By failing to prepare, you are preparing to fail.
- Ben Franklin
So you’ve decided to add a pet to the family. You’ve determined that adopting is the best way to go. Now what? Shelter? APL? What do you do? First come up with your list of wants vs. needs. Ever walk into a car dealership to buy a car, but have no idea what you want? Manual, stick? SUV or sedan? Nope? Didn’t think so. And bear this in mind: most people put more thought into precisely what they want in a car than what they want in a dog, yet they will swap cars every 5-6 years, whereas a dog will last upwards of 13 years!
Decide if you want to go through a shelter or a city/county kennel.
Shelters are sometimes able to foster their dogs, meaning you would be able to see the dogs in a normal home environment, or at the very least, not terrified and acting contrary to their nature in a kennel. (Let’s face it, those places can be very scary.) Remember, those aren’t other dogs or pack member in those kennels…those are other predators. They don’t know those other dogs, and haven’t bonded with them. Think about how you’d be acting on your first day if you were sent to prison. Yeah.

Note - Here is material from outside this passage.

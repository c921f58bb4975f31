//! Accept loop, per-connection tasks and server lifecycle.

pub mod core;
pub mod handlers;

pub use core::{MatchServer, ServerStats};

Understand that dogs currently residing in shelters are only exhibiting a fraction of their true personalities. Just like humans, some dogs adjust to these situations a little easier than others. Things to look for:
- Dogs who come to the front of the cage may be less fearful in general, but again this is a unique situation. If someone were to judge my disposition based solely on watching me drive across the Valley View Bridge, well….let’s just say it wouldn’t be accurate.
- Dogs who calmly come up to you in a slightly submissive fashion (ears slightly down, body in a slight letter “S” rather than an ultra-submissive or ultra-hyper fashion. Dogs with wiggle-butts are great (looking at you pitties!).

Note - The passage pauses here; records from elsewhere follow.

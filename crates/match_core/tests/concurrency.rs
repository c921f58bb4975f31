//! Concurrent requests against the same and against different matches.

use match_core::protocol::MoveRequest;
use match_core::testing::{recording_coordinator, RecordingOutbox, ScriptedFactory};
use match_core::{ConnectionId, Identity, MatchCoordinator, MatchError, MatchSettings, MatchStatus};
use std::sync::Arc;

fn identity(user: &str) -> Identity {
    Identity {
        user_id: Some(user.to_string()),
        ..Default::default()
    }
}

fn setup() -> (Arc<MatchCoordinator>, Arc<RecordingOutbox>) {
    recording_coordinator(MatchSettings::default(), Arc::new(ScriptedFactory::default()))
}

#[tokio::test(flavor = "multi_thread", worker_threads = 4)]
async fn test_racing_joins_seat_exactly_one_player() {
    let (c, outbox) = setup();
    let id = c.create_match(1, identity("host")).await.unwrap();

    let mut tasks = Vec::new();
    for n in 0..16usize {
        let c = c.clone();
        let id = id.clone();
        tasks.push(tokio::spawn(async move {
            let connection: ConnectionId = 100 + n;
            c.join_match(connection, &id, identity(&format!("guest-{n}"))).await
        }));
    }

    let mut seated = 0;
    let mut full = 0;
    for task in tasks {
        match task.await.unwrap() {
            Ok(()) => seated += 1,
            Err(MatchError::Full(_)) => full += 1,
            Err(other) => panic!("unexpected rejection: {other}"),
        }
    }
    assert_eq!(seated, 1);
    assert_eq!(full, 15);

    let handle = c.store().get(&id).unwrap();
    let m = handle.lock().await;
    assert_eq!(m.status, MatchStatus::Ready);
    assert_eq!(m.players.len(), 2);
    // The host heard about exactly one join.
    assert_eq!(outbox.events_for(1), vec!["match-created", "match-joined"]);
}

#[tokio::test(flavor = "multi_thread", worker_threads = 4)]
async fn test_racing_moves_from_both_sides_keep_turn_order() {
    let (c, _outbox) = setup();
    let id = c.create_match(1, identity("white")).await.unwrap();
    c.join_match(2, &id, identity("black")).await.unwrap();
    c.start_match(1, &id).await.unwrap();

    // Both players hammer the match; only moves on their own turn land.
    let mut tasks = Vec::new();
    for (connection, from, to) in [(1usize, "a2", "a3"), (2, "a7", "a6")] {
        for _ in 0..50 {
            let c = c.clone();
            let request = MoveRequest {
                match_id: id.clone(),
                from: from.into(),
                to: to.into(),
                promotion: None,
            };
            tasks.push(tokio::spawn(async move { c.apply_move(connection, request).await }));
        }
    }
    for task in tasks {
        let _ = task.await.unwrap();
    }

    let handle = c.store().get(&id).unwrap();
    let m = handle.lock().await;
    for (ply, notation) in m.history.iter().enumerate() {
        let expected = if ply % 2 == 0 { "a2-a3" } else { "a7-a6" };
        assert_eq!(notation, expected, "ply {ply} out of order");
    }
    assert!(!m.history.is_empty());
}

#[tokio::test(flavor = "multi_thread", worker_threads = 4)]
async fn test_independent_matches_progress_in_parallel() {
    let (c, _outbox) = setup();

    let mut tasks = Vec::new();
    for n in 0..32usize {
        let c = c.clone();
        tasks.push(tokio::spawn(async move {
            let host = n * 2 + 1000;
            let guest = host + 1;
            let id = c.create_match(host, identity(&format!("h{n}"))).await.unwrap();
            c.join_match(guest, &id, identity(&format!("g{n}"))).await.unwrap();
            c.start_match(host, &id).await.unwrap();
            c.resign(guest, &id).await.unwrap();
            id
        }));
    }

    for task in tasks {
        let id = task.await.unwrap();
        let handle = c.store().get(&id).unwrap();
        assert_eq!(handle.lock().await.status, MatchStatus::Finished);
    }
    assert_eq!(c.stats().await.matches.finished, 32);
}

- Dogs who have been there for a amount of time I consider the “sweet spot”. A dog who just comes into the shelter is going to be traumatized (What is this place? What’s all this noise? Who are these people?!). Let them have an adjustment period of a day or two. After a bit, they’ll know that, while the kennel is scary, it’s not mind-blowingly terrifying anymore. You’re more apt to get a read on their real personality.

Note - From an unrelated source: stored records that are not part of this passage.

//! Structural validation of inbound frames and sanitization of free text.

use super::SecurityError;
use crate::config::SecurityConfig;
use serde_json::Value;

/// Validates a raw frame against the configured JSON limits.
pub fn validate_json_message(message: &[u8], config: &SecurityConfig) -> Result<(), SecurityError> {
    if message.len() > config.max_message_size {
        return Err(SecurityError::MessageTooLarge(message.len()));
    }

    let json: Value = serde_json::from_slice(message)
        .map_err(|e| SecurityError::InvalidMessageFormat(e.to_string()))?;

    if !json.is_object() {
        return Err(SecurityError::InvalidMessageFormat(
            "Frame must be a JSON object".to_string(),
        ));
    }

    validate_json_value(&json, 0, config)
}

/// Recursively validates a JSON value
fn validate_json_value(value: &Value, depth: usize, config: &SecurityConfig) -> Result<(), SecurityError> {
    if depth > config.max_json_depth {
        return Err(SecurityError::InvalidMessageFormat(
            "JSON nesting too deep".to_string(),
        ));
    }

    match value {
        Value::String(s) => validate_string(s, config)?,
        Value::Array(arr) => {
            if arr.len() > config.max_collection_size {
                return Err(SecurityError::InvalidMessageFormat(format!(
                    "Array too large: {} elements",
                    arr.len()
                )));
            }
            for item in arr {
                validate_json_value(item, depth + 1, config)?;
            }
        }
        Value::Object(obj) => {
            if obj.len() > config.max_collection_size {
                return Err(SecurityError::InvalidMessageFormat(format!(
                    "Object too large: {} keys",
                    obj.len()
                )));
            }
            for (key, val) in obj {
                validate_string(key, config)?;
                validate_json_value(val, depth + 1, config)?;
            }
        }
        Value::Number(_) | Value::Bool(_) | Value::Null => {}
    }

    Ok(())
}

fn validate_string(s: &str, config: &SecurityConfig) -> Result<(), SecurityError> {
    if s.chars().count() > config.max_string_length {
        return Err(SecurityError::InvalidMessageFormat(format!(
            "String too long: {} characters",
            s.chars().count()
        )));
    }
    if s.chars().any(|c| c.is_control() && !matches!(c, '\n' | '\r' | '\t')) {
        return Err(SecurityError::ForbiddenContent);
    }
    Ok(())
}

/// Validates an event name: 1 to 64 characters of `[A-Za-z0-9_-]`.
pub fn validate_event_name(event_name: &str) -> Result<(), SecurityError> {
    if event_name.is_empty() || event_name.len() > 64 {
        return Err(SecurityError::InvalidMessageFormat(
            "Invalid event name length".to_string(),
        ));
    }

    if !event_name
        .chars()
        .all(|c| c.is_ascii_alphanumeric() || c == '_' || c == '-')
    {
        return Err(SecurityError::InvalidMessageFormat(
            "Invalid event name characters".to_string(),
        ));
    }

    Ok(())
}

/// Trims a display name, strips control characters and caps its length.
pub fn sanitize_display_name(input: &str, max_chars: usize) -> String {
    input
        .trim()
        .chars()
        .filter(|c| !c.is_control())
        .take(max_chars)
        .collect()
}

#[cfg(test)]
mod tests {
    use super::*;

    fn config() -> SecurityConfig {
        SecurityConfig::default()
    }

    #[test]
    fn test_accepts_regular_envelope() {
        let frame = br#"{"event":"chess-move","data":{"matchId":"abc","from":"e2","to":"e4"}}"#;
        assert!(validate_json_message(frame, &config()).is_ok());
    }

    #[test]
    fn test_rejects_non_object_and_garbage() {
        assert!(validate_json_message(b"[1,2,3]", &config()).is_err());
        assert!(validate_json_message(b"not json", &config()).is_err());
    }

    #[test]
    fn test_rejects_deep_nesting() {
        let mut json = String::from("{");
        for _ in 0..12 {
            json.push_str(r#""n": {"#);
        }
        json.push_str(r#""v": true"#);
        for _ in 0..12 {
            json.push('}');
        }
        json.push('}');

        assert!(validate_json_message(json.as_bytes(), &config()).is_err());
    }

    #[test]
    fn test_rejects_control_characters() {
        let frame = "{\"event\":\"create-match\",\"data\":{\"displayName\":\"a\\u0000b\"}}";
        assert_eq!(
            validate_json_message(frame.as_bytes(), &config()),
            Err(SecurityError::ForbiddenContent)
        );
    }

    #[test]
    fn test_custom_limits() {
        let config = SecurityConfig {
            max_string_length: 5,
            ..SecurityConfig::default()
        };
        assert!(validate_json_message(br#"{"key": "toolong"}"#, &config).is_err());
        assert!(validate_json_message(br#"{"key": "ok"}"#, &config).is_ok());
    }

    #[test]
    fn test_validate_event_name() {
        assert!(validate_event_name("cancel_match").is_ok());
        assert!(validate_event_name("respond-draw").is_ok());
        assert!(validate_event_name("").is_err());
        assert!(validate_event_name("drop table!").is_err());
    }

    #[test]
    fn test_sanitize_display_name() {
        assert_eq!(sanitize_display_name("  Magnus\u{7}  ", 32), "Magnus");
        assert_eq!(sanitize_display_name("abcdefgh", 3), "abc");
    }
}
//! Error types for match coordination.
//!
//! Every rejection the lifecycle controller can produce is a [`MatchError`].
//! Rejections are terminal to the single request that caused them and are
//! reported to the requesting connection only, via [`MatchError::to_message`].

use crate::model::MatchId;
use crate::protocol::{InvalidMove, InvalidMoveReason, ServerMessage};

/// Rejection of a lifecycle request.
///
/// Variants are grouped the way clients react to them: identity problems,
/// unknown matches, state conflicts, rule violations and temporal endings.
#[derive(Debug, Clone, PartialEq, Eq, thiserror::Error)]
pub enum MatchError {
    /// Missing identity, or the requester is not allowed to act on the match
    #[error("unauthorized: {0}")]
    Unauthorized(String),

    /// No live match with this id
    #[error("match {0} not found")]
    NotFound(MatchId),

    /// The match expired or was cancelled before it could be joined
    #[error("match {0} expired")]
    Expired(MatchId),

    #[error("match {0} already started")]
    AlreadyStarted(MatchId),

    #[error("match {0} is not ready to start")]
    NotReady(MatchId),

    #[error("match {0} is full")]
    Full(MatchId),

    #[error("cannot join own match {0}")]
    SelfJoin(MatchId),

    /// Move rejected without touching the position
    #[error("invalid move in match {match_id}: {detail}")]
    InvalidMove {
        match_id: MatchId,
        reason: InvalidMoveReason,
        detail: String,
    },
}

impl MatchError {
    /// Converts the rejection into the message sent back to the requester.
    pub fn to_message(&self) -> ServerMessage {
        match self {
            MatchError::Unauthorized(reason) => ServerMessage::unauthorized(reason.clone()),
            MatchError::NotFound(id) => ServerMessage::MatchNotFound(ServerMessage::match_ref(id)),
            MatchError::Expired(id) => ServerMessage::MatchExpired(ServerMessage::match_ref(id)),
            MatchError::AlreadyStarted(id) => {
                ServerMessage::MatchAlreadyStarted(ServerMessage::match_ref(id))
            }
            MatchError::NotReady(id) => ServerMessage::MatchNotReady(ServerMessage::match_ref(id)),
            MatchError::Full(id) => ServerMessage::MatchFull(ServerMessage::match_ref(id)),
            MatchError::SelfJoin(id) => ServerMessage::SelfJoinBlocked(ServerMessage::match_ref(id)),
            MatchError::InvalidMove { match_id, reason, detail } => {
                ServerMessage::InvalidMove(InvalidMove {
                    match_id: match_id.clone(),
                    reason: *reason,
                    detail: detail.clone(),
                })
            }
        }
    }

    pub(crate) fn not_your_turn(match_id: &MatchId, to_move: crate::model::Color) -> Self {
        MatchError::InvalidMove {
            match_id: match_id.clone(),
            reason: InvalidMoveReason::NotYourTurn,
            detail: format!("{to_move} to move"),
        }
    }

    pub(crate) fn illegal_move(match_id: &MatchId, detail: impl Into<String>) -> Self {
        MatchError::InvalidMove {
            match_id: match_id.clone(),
            reason: InvalidMoveReason::IllegalMove,
            detail: detail.into(),
        }
    }
}

#[cfg(test)]
mod tests {
    use super::*;
    use crate::model::Color;

    #[test]
    fn test_rejections_map_to_protocol_events() {
        let id = MatchId::from("m1");
        let cases = [
            (MatchError::Unauthorized("missing identity".into()), "unauthorized"),
            (MatchError::NotFound(id.clone()), "match-not-found"),
            (MatchError::Expired(id.clone()), "match-expired"),
            (MatchError::AlreadyStarted(id.clone()), "match-already-started"),
            (MatchError::NotReady(id.clone()), "match-not-ready"),
            (MatchError::Full(id.clone()), "match-full"),
            (MatchError::SelfJoin(id.clone()), "self-join-blocked"),
            (MatchError::not_your_turn(&id, Color::Black), "invalid-move"),
        ];

        for (error, event) in cases {
            assert_eq!(error.to_message().event_name(), event, "{error}");
        }
    }

    #[test]
    fn test_invalid_move_carries_reason() {
        let error = MatchError::illegal_move(&MatchId::from("m1"), "illegal move: e2e5");
        match error.to_message() {
            ServerMessage::InvalidMove(detail) => {
                assert_eq!(detail.reason, InvalidMoveReason::IllegalMove);
                assert_eq!(detail.detail, "illegal move: e2e5");
            }
            other => panic!("unexpected message: {other:?}"),
        }
    }
}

- But remember what being in a cage for a while can do to a dog. Dogs who have been there a while can get cabin fever. This is not a natural state for the dogs, but remember, they’ve been isolated and scared for a while now. It takes a toll on the psyche. Yes, these dogs can indeed still make great pets, but be realistic: this will be a forever dog, not the dog you adopt because he’s been there so looooong! Stick to your “shopping list”.
- Ask the employees, but don’t be persuaded into taking a dog. A good kennel worker will indeed get attached to the animals. They can give you great information on which dogs may be best for your situation. Unfortunately, that attachment may cause them to inadvertently try to talk you into a dog. If you’re not “feeling” that dog, move on. Remember, you brought your list of wants and needs. Share it with the workers and let them know you are indeed sticking to the list.
Unfortunately, there is no magical formula for adopting a dog from a kennel. If there were, odds are kennel wouldn’t be needed anymore because every dog would fit into their new home perfectly. Go with your gut. Make a rational decision, not an impulsive one. And then take the necessary steps to make the transition from kennel to home as smooth as possible. Keep them as best friends forever.